At this point I anticipate the objection that the value of a Covenant Marriage is not to bind oneself with imprecatory vows, but rather to bind one's spouse to stay in the marriage in case the person wants out later. Presumably this would occur mostly in cases of apostasy - it seems unlikely that an "unbeliever" would assent to self-restriction in the first place, and unlikely that a person who is still a faithful adherent would seek to breach it. The problem being addressed, then, is the Christian spouse who later backslides spiritually and consequently quits the marriage. Again, however, using a legal device to prevent such actions runs aground on the Bible itself. Although the Bible forbids believers from initiating divorces against each other, it also commands believers to let an unbelieving spouse out of the marriage, graciously, if they want out. (See 1 Cor. 7:15). The person abandoning the marriage may be in the wrong, but they're supposed to be free to go. In this sense, it would seem unbiblical - disobedient to Scripture - to try to use the Covenant Marriage vows as leverage to keep an embittered person in the marriage, even if that person was "wrong" for wanting out in the first place.
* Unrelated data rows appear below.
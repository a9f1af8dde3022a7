//! 月相: the moon's phase, with its element, luck and reading.

use std::f64::consts::TAU;

use almanac_core::LunarSnapshot;

use crate::provider::astro::SYNODIC_MONTH;
use crate::registry::FieldOutput;

/// Phase names in cycle order, each with the upper bound of its range on
/// a 28-step cycle. The new moon also covers the tail above 27.5.
const PHASES: [(f64, &str); 8] = [
    (0.5, "朔月"),
    (6.5, "峨眉月"),
    (7.5, "上弦月"),
    (13.5, "渐盈凸月"),
    (14.5, "满月"),
    (20.5, "渐亏凸月"),
    (21.5, "下弦月"),
    (27.5, "残月"),
];

pub fn phase_name(age_days: f64) -> &'static str {
    let step = cycle_fraction(age_days) * 28.0;
    PHASES
        .iter()
        .find(|(bound, _)| step < *bound)
        .map_or("朔月", |(_, name)| name)
}

fn cycle_fraction(age_days: f64) -> f64 {
    (age_days / SYNODIC_MONTH).rem_euclid(1.0)
}

/// Lit fraction of the disc, 0 at new moon and 1 at full.
pub fn illumination(age_days: f64) -> f64 {
    (1.0 - (TAU * cycle_fraction(age_days)).cos()) / 2.0
}

pub fn element(lunar_day: u32) -> &'static str {
    match lunar_day {
        0..=6 => "水",
        7..=11 => "木",
        12..=16 => "火",
        17..=22 => "金",
        _ => "土",
    }
}

pub fn luck(lunar_day: u32) -> &'static str {
    match lunar_day {
        1 | 8 | 15 | 23 => "大吉",
        3 | 7 | 13 | 18 | 22 | 27 => "吉",
        5 | 10 | 20 | 25 => "平",
        4 | 12 | 19 | 26 => "凶",
        _ => "平吉",
    }
}

fn reading(phase: &str) -> &'static str {
    match phase {
        "朔月" => "月亮完全不可见，与太阳位于同一方向，为农历每月初一。道家称此时阴阳相交，万物启始，宜静修存想",
        "峨眉月" => "月亮呈细弧形，傍晚见于西方天空。新生之气开始萌动，道家以为阳气初升，宜修炼内丹",
        "上弦月" => "月亮西侧发亮，呈半圆形，与太阳相距九十度，约在农历初七、初八。阳气上升之象，合于人体小周天",
        "渐盈凸月" => "月亮大半可见，渐近圆形。月相渐盈，阳气渐盛，天地之气由升而合，为采气良时",
        "满月" => "月亮完整可见，约在农历十五、十六，与太阳相对。阴阳交泰，天人合一，宜打坐存想",
        "渐亏凸月" => "月亮开始亏缺，仍近圆形。阳气收敛，阴气渐生，宜炼己修身、收心养性",
        "下弦月" => "月亮东侧发亮，呈半圆形，与太阳相距二百七十度，约在农历廿二、廿三。阴气上升之象，与经脉运行相应",
        _ => "月亮呈细弧形，清晨见于东方天空。月相将尽，天地之气归藏，宜收功打坐，为新月蓄势",
    }
}

/// Render the 月相 field from a snapshot.
pub fn render(s: &LunarSnapshot) -> FieldOutput {
    let phase = phase_name(s.moon_age);
    FieldOutput::new(phase)
        .attr("月龄", s.lunar_day.to_string())
        .attr("月相百分比", format!("{:.1}%", cycle_fraction(s.moon_age) * 100.0))
        .attr("亮面", format!("{:.0}%", illumination(s.moon_age) * 100.0))
        .attr("月相说明", reading(phase))
        .attr("阴阳", if s.lunar_day > 15 { "阴" } else { "阳" })
        .attr("五行", element(s.lunar_day))
        .attr("吉凶", luck(s.lunar_day))
}

#[cfg(test)]
mod tests {
    use super::*;

    #[test]
    fn phases_follow_the_cycle() {
        let day = SYNODIC_MONTH / 28.0;
        assert_eq!(phase_name(0.0), "朔月");
        assert_eq!(phase_name(3.0 * day), "峨眉月");
        assert_eq!(phase_name(7.0 * day), "上弦月");
        assert_eq!(phase_name(10.0 * day), "渐盈凸月");
        assert_eq!(phase_name(14.0 * day), "满月");
        assert_eq!(phase_name(17.0 * day), "渐亏凸月");
        assert_eq!(phase_name(21.0 * day), "下弦月");
        assert_eq!(phase_name(25.0 * day), "残月");
        assert_eq!(phase_name(27.8 * day), "朔月");
    }

    #[test]
    fn illumination_peaks_at_full_moon() {
        assert!(illumination(0.0) < 0.01);
        assert!(illumination(SYNODIC_MONTH / 2.0) > 0.99);
        assert!((illumination(SYNODIC_MONTH / 4.0) - 0.5).abs() < 0.01);
    }

    #[test]
    fn lunar_day_tables() {
        assert_eq!(element(1), "水");
        assert_eq!(element(15), "火");
        assert_eq!(element(30), "土");
        assert_eq!(luck(15), "大吉");
        assert_eq!(luck(4), "凶");
        assert_eq!(luck(2), "平吉");
    }
}
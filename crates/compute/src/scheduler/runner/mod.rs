//! Scheduler runner -- owns the cadence loops and their lifecycle.
//!
//! Split into focused submodules:
//! - `core`: Scheduler struct, constructor, and accessor methods
//! - `execution`: startup refresh and the per-cadence tick loops
//! - `shutdown`: cancellation with a bounded wait for in-flight runs

mod core;
mod execution;
mod shutdown;
#[cfg(test)]
mod tests;

pub use self::core::Scheduler;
Third, I have big doubts about whether this Covenant would hold up legally if it was challenged in court. I studied the Louisiana Covenant Marriage statute carefully and found no provisions for fraud or duress, just required disclosures about previous sexual history and communicable diseases. These disclosures were indeed mandatory, but there was no remedy where someone lied. It was unclear whether pre-marriage deception would be grounds for dissolution of a Covenant Marriage (it was not on the list of enumerated justifications for dissolution). There is also the question of coercion or duress. Disgruntled former church members often claim that their previous church coerced them into all sorts of things (usually various forms of self-denial and unworldiness, but sometimes unpleasant marriages to church members). It is easy to imagine a person who wants "out" of a covenant marriage, who has also lost faith in their church or denomination (for whatever reason), and now claims that they were coerced into this thing by their church leaders - that it was a requirement for membership, or a requirement for having a wedding inside the church, or the only way to avoid severe spiritual stigma, or whatever. And I can imagine many judges sympathizing with this assertion; I would sympathize, and I'm a believer. It is easier still to imagine later claims of coercion, and sympathy for such claims, when the plaintiff gave her rushed assent at high-pressure gathering of 5,000 people, a mass-vowing ceremony. The big crowds certainly garner more media attention for the cause (I confess I wish the New York Times would cover events at my little church!), but the sensational environment may undermine the legal sustainability of the vows themselves.
Christian intellectuals, thinkers, and leaders may undermine the credibility of the Cause when they cheer anything that even "looks like" it leans in a traditional direction. There should be more to Christianity than turning back the clock to 1950, even if the culture has taken some bad turns (even horrible turns) in the meantime. A more searching analysis is warranted.